(Input material begins)

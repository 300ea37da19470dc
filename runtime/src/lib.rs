//! # Redflag Runtime
//!
//! Runtime implementation for the redflag report lifecycle engine.
//!
//! This crate provides the Store runtime that coordinates reducer execution
//! and effect handling for a single mounted view.
//!
//! ## Core Components
//!
//! - **Store**: The runtime that manages state and executes effects
//! - **Effect Executor**: Executes effect descriptions and feeds actions back to reducers
//! - **Event Loop**: Manages the action → reducer → effects → action feedback loop
//!
//! ## Example
//!
//! ```ignore
//! use redflag_runtime::Store;
//!
//! let store = Store::new(initial_state, reducer, environment);
//!
//! // Send an action and wait for its remote call to settle
//! let mut handle = store.send(ReportsAction::Fetch).await?;
//! handle.wait().await;
//!
//! // Read state
//! let count = store.state(|s| s.reports.len()).await;
//! ```

use redflag_core::{effect::Effect, reducer::Reducer};
use std::sync::atomic::{AtomicBool, AtomicUsize, Ordering};
use std::sync::Arc;
use std::time::Duration;
use tokio::sync::{watch, RwLock};

/// Error types for the Store runtime
pub mod error {
    use thiserror::Error;

    /// Errors that can occur during Store operations
    #[derive(Error, Debug)]
    pub enum StoreError {
        /// Store is shutting down and not accepting new actions
        ///
        /// This error is returned when `send()` is called after shutdown initiated.
        #[error("Store is shutting down")]
        ShutdownInProgress,

        /// Shutdown timed out waiting for effects to complete
        #[error("Shutdown timed out with {0} effects still running")]
        ShutdownTimeout(usize),

        /// Effects of an action did not settle in time
        ///
        /// Returned by [`EffectHandle::wait_with_timeout`](crate::EffectHandle::wait_with_timeout).
        #[error("Timed out waiting for effects to settle")]
        Timeout,
    }
}

pub use error::StoreError;

/// Handle for tracking effect completion
///
/// Returned by [`Store::send()`] to allow waiting for the effects started by
/// that action. An effect counts as complete once the action it produced
/// (if any) has been reduced.
///
/// # Example
///
/// ```ignore
/// let mut handle = store.send(ReportsAction::Fetch).await?;
/// handle.wait_with_timeout(Duration::from_secs(5)).await?;
/// // The fetch has either loaded or failed by now
/// ```
#[derive(Clone)]
pub struct EffectHandle {
    effects: Arc<AtomicUsize>,
    completion: watch::Receiver<()>,
}

impl EffectHandle {
    /// Create a new handle and the tracking half used during execution
    fn new() -> (Self, EffectTracking) {
        let counter = Arc::new(AtomicUsize::new(0));
        let (tx, rx) = watch::channel(());

        let handle = Self {
            effects: Arc::clone(&counter),
            completion: rx,
        };

        let tracking = EffectTracking {
            counter,
            notifier: Arc::new(tx),
        };

        (handle, tracking)
    }

    /// Wait for all effects to complete
    pub async fn wait(&mut self) {
        while self.effects.load(Ordering::SeqCst) > 0 {
            if self.completion.changed().await.is_err() {
                // Every tracker is gone, nothing left to wait for
                break;
            }
        }
    }

    /// Wait for all effects to complete with a timeout
    ///
    /// # Errors
    ///
    /// Returns [`StoreError::Timeout`] if the timeout expires before all effects complete.
    pub async fn wait_with_timeout(&mut self, timeout: Duration) -> Result<(), StoreError> {
        tokio::time::timeout(timeout, self.wait())
            .await
            .map_err(|_| StoreError::Timeout)
    }
}

impl std::fmt::Debug for EffectHandle {
    fn fmt(&self, f: &mut std::fmt::Formatter<'_>) -> std::fmt::Result {
        f.debug_struct("EffectHandle")
            .field("pending_effects", &self.effects.load(Ordering::SeqCst))
            .finish_non_exhaustive()
    }
}

/// Internal: Effect tracking context passed through effect execution
#[derive(Clone)]
struct EffectTracking {
    counter: Arc<AtomicUsize>,
    notifier: Arc<watch::Sender<()>>,
}

impl EffectTracking {
    /// Increment the effect counter (effect started)
    fn increment(&self) {
        self.counter.fetch_add(1, Ordering::SeqCst);
    }

    /// Decrement the effect counter (effect completed)
    fn decrement(&self) {
        if self.counter.fetch_sub(1, Ordering::SeqCst) == 1 {
            let _ = self.notifier.send(());
        }
    }
}

/// Internal: RAII guard that decrements effect counter on drop
///
/// Ensures the effect counter is always decremented, even if the effect panics.
struct DecrementGuard(EffectTracking);

impl Drop for DecrementGuard {
    fn drop(&mut self) {
        self.0.decrement();
    }
}

/// Guard that decrements an atomic counter on drop (for shutdown tracking)
struct AtomicCounterGuard(Arc<AtomicUsize>);

impl Drop for AtomicCounterGuard {
    fn drop(&mut self) {
        self.0.fetch_sub(1, Ordering::SeqCst);
    }
}

/// Store runtime for coordinating reducer execution and effect handling.
pub mod store {
    use super::{
        Arc, AtomicBool, AtomicCounterGuard, AtomicUsize, DecrementGuard, Duration, Effect,
        EffectHandle, EffectTracking, Ordering, Reducer, RwLock, StoreError,
    };

    /// The Store - runtime coordinator for a reducer
    ///
    /// The Store manages:
    /// 1. State (behind `RwLock`; the reducer runs under the write lock)
    /// 2. Reducer (business logic)
    /// 3. Environment (injected dependencies)
    /// 4. Effect execution (with feedback loop)
    ///
    /// Actions are reduced one at a time. Effects run concurrently in spawned
    /// tasks and their resulting actions are reduced in whatever order the
    /// tasks finish, so reducers must key their state changes by entity id.
    pub struct Store<S, A, E, R>
    where
        R: Reducer<State = S, Action = A, Environment = E>,
    {
        state: Arc<RwLock<S>>,
        reducer: R,
        environment: E,
        shutdown: Arc<AtomicBool>,
        pending_effects: Arc<AtomicUsize>,
    }

    impl<S, A, E, R> Store<S, A, E, R>
    where
        R: Reducer<State = S, Action = A, Environment = E> + Send + Sync + 'static,
        A: Send + 'static,
        S: Send + Sync + 'static,
        E: Send + Sync + 'static,
    {
        /// Create a new store with initial state, reducer, and environment
        #[must_use]
        pub fn new(initial_state: S, reducer: R, environment: E) -> Self {
            Self {
                state: Arc::new(RwLock::new(initial_state)),
                reducer,
                environment,
                shutdown: Arc::new(AtomicBool::new(false)),
                pending_effects: Arc::new(AtomicUsize::new(0)),
            }
        }

        /// Initiate graceful shutdown of the store
        ///
        /// Rejects new actions, then waits for pending effects to finish.
        ///
        /// # Errors
        ///
        /// Returns [`StoreError::ShutdownTimeout`] if the timeout expires before all
        /// pending effects complete.
        pub async fn shutdown(&self, timeout: Duration) -> Result<(), StoreError> {
            tracing::info!("Initiating graceful shutdown");
            metrics::counter!("store.shutdown.initiated").increment(1);

            self.shutdown.store(true, Ordering::Release);

            let start = std::time::Instant::now();
            let poll_interval = Duration::from_millis(20);

            loop {
                let pending = self.pending_effects.load(Ordering::Acquire);

                if pending == 0 {
                    tracing::info!("All effects completed, shutdown successful");
                    metrics::counter!("store.shutdown.completed").increment(1);
                    return Ok(());
                }

                if start.elapsed() >= timeout {
                    tracing::error!(
                        pending_effects = pending,
                        "Shutdown timeout: {} effects still running", pending
                    );
                    metrics::counter!("store.shutdown.timeout").increment(1);
                    return Err(StoreError::ShutdownTimeout(pending));
                }

                tokio::time::sleep(poll_interval).await;
            }
        }

        /// Send an action to the store
        ///
        /// 1. Acquires write lock on state
        /// 2. Calls reducer with (state, action, environment)
        /// 3. Starts the returned effects asynchronously
        ///
        /// `send()` returns after starting effect execution, not completion.
        /// Use the returned [`EffectHandle`] to wait for the effects.
        ///
        /// # Errors
        ///
        /// Returns [`StoreError::ShutdownInProgress`] if the store is shutting down.
        #[tracing::instrument(skip(self, action), name = "store_send")]
        pub async fn send(&self, action: A) -> Result<EffectHandle, StoreError>
        where
            R: Clone,
            E: Clone,
        {
            if self.shutdown.load(Ordering::Acquire) {
                tracing::warn!("Rejected action: store is shutting down");
                metrics::counter!("store.shutdown.rejected_actions").increment(1);
                return Err(StoreError::ShutdownInProgress);
            }

            metrics::counter!("store.commands.total").increment(1);

            let (handle, tracking) = EffectHandle::new();

            let effects = {
                let mut state = self.state.write().await;

                let span = tracing::debug_span!("reducer_execution");
                let _enter = span.enter();

                let start = std::time::Instant::now();
                let effects = self.reducer.reduce(&mut *state, action, &self.environment);
                metrics::histogram!("store.reducer.duration_seconds")
                    .record(start.elapsed().as_secs_f64());

                tracing::trace!("Reducer completed, returned {} effects", effects.len());
                effects
            };

            for effect in effects {
                self.execute_effect(effect, tracking.clone());
            }

            Ok(handle)
        }

        /// Read current state via a closure
        ///
        /// ```ignore
        /// let visible = store.state(|s| s.visible_reports().len()).await;
        /// ```
        pub async fn state<F, T>(&self, f: F) -> T
        where
            F: FnOnce(&S) -> T,
        {
            let state = self.state.read().await;
            f(&*state)
        }

        /// Spawn a tracked task that feeds its action (if any) back into the store
        fn spawn_tracked<Fut>(&self, tracking: &EffectTracking, fut: Fut)
        where
            R: Clone,
            E: Clone,
            Fut: std::future::Future<Output = Option<A>> + Send + 'static,
        {
            tracking.increment();

            self.pending_effects.fetch_add(1, Ordering::SeqCst);
            let pending_guard = AtomicCounterGuard(Arc::clone(&self.pending_effects));

            let guard = DecrementGuard(tracking.clone());
            let store = self.clone();

            tokio::spawn(async move {
                let _guard = guard;
                let _pending_guard = pending_guard;

                if let Some(action) = fut.await {
                    if let Err(error) = store.send(action).await {
                        tracing::debug!(%error, "Dropped effect result");
                    }
                }
            });
        }

        /// Execute an effect with tracking
        ///
        /// Effect failures never halt the store: a panicking task is
        /// contained by tokio and the [`DecrementGuard`] still releases its
        /// slot in the handle.
        #[allow(clippy::needless_pass_by_value)] // tracking is cloned into spawned tasks
        fn execute_effect(&self, effect: Effect<A>, tracking: EffectTracking)
        where
            R: Clone,
            E: Clone,
        {
            match effect {
                Effect::None => {
                    metrics::counter!("store.effects.executed", "type" => "none").increment(1);
                },
                Effect::Future(fut) => {
                    metrics::counter!("store.effects.executed", "type" => "future").increment(1);
                    self.spawn_tracked(&tracking, fut);
                },
                Effect::Delay { duration, action } => {
                    metrics::counter!("store.effects.executed", "type" => "delay").increment(1);
                    self.spawn_tracked(&tracking, async move {
                        tokio::time::sleep(duration).await;
                        Some(*action)
                    });
                },
            }
        }
    }

    impl<S, A, E, R> Clone for Store<S, A, E, R>
    where
        R: Reducer<State = S, Action = A, Environment = E> + Clone,
        E: Clone,
    {
        fn clone(&self) -> Self {
            Self {
                state: Arc::clone(&self.state),
                reducer: self.reducer.clone(),
                environment: self.environment.clone(),
                shutdown: Arc::clone(&self.shutdown),
                pending_effects: Arc::clone(&self.pending_effects),
            }
        }
    }
}

// Re-export for convenience
pub use store::Store;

(Input material ends)

#### Work request:
The word "expires": say how many lines of the records hold it, and give nothing but the number.

#### Task result:
2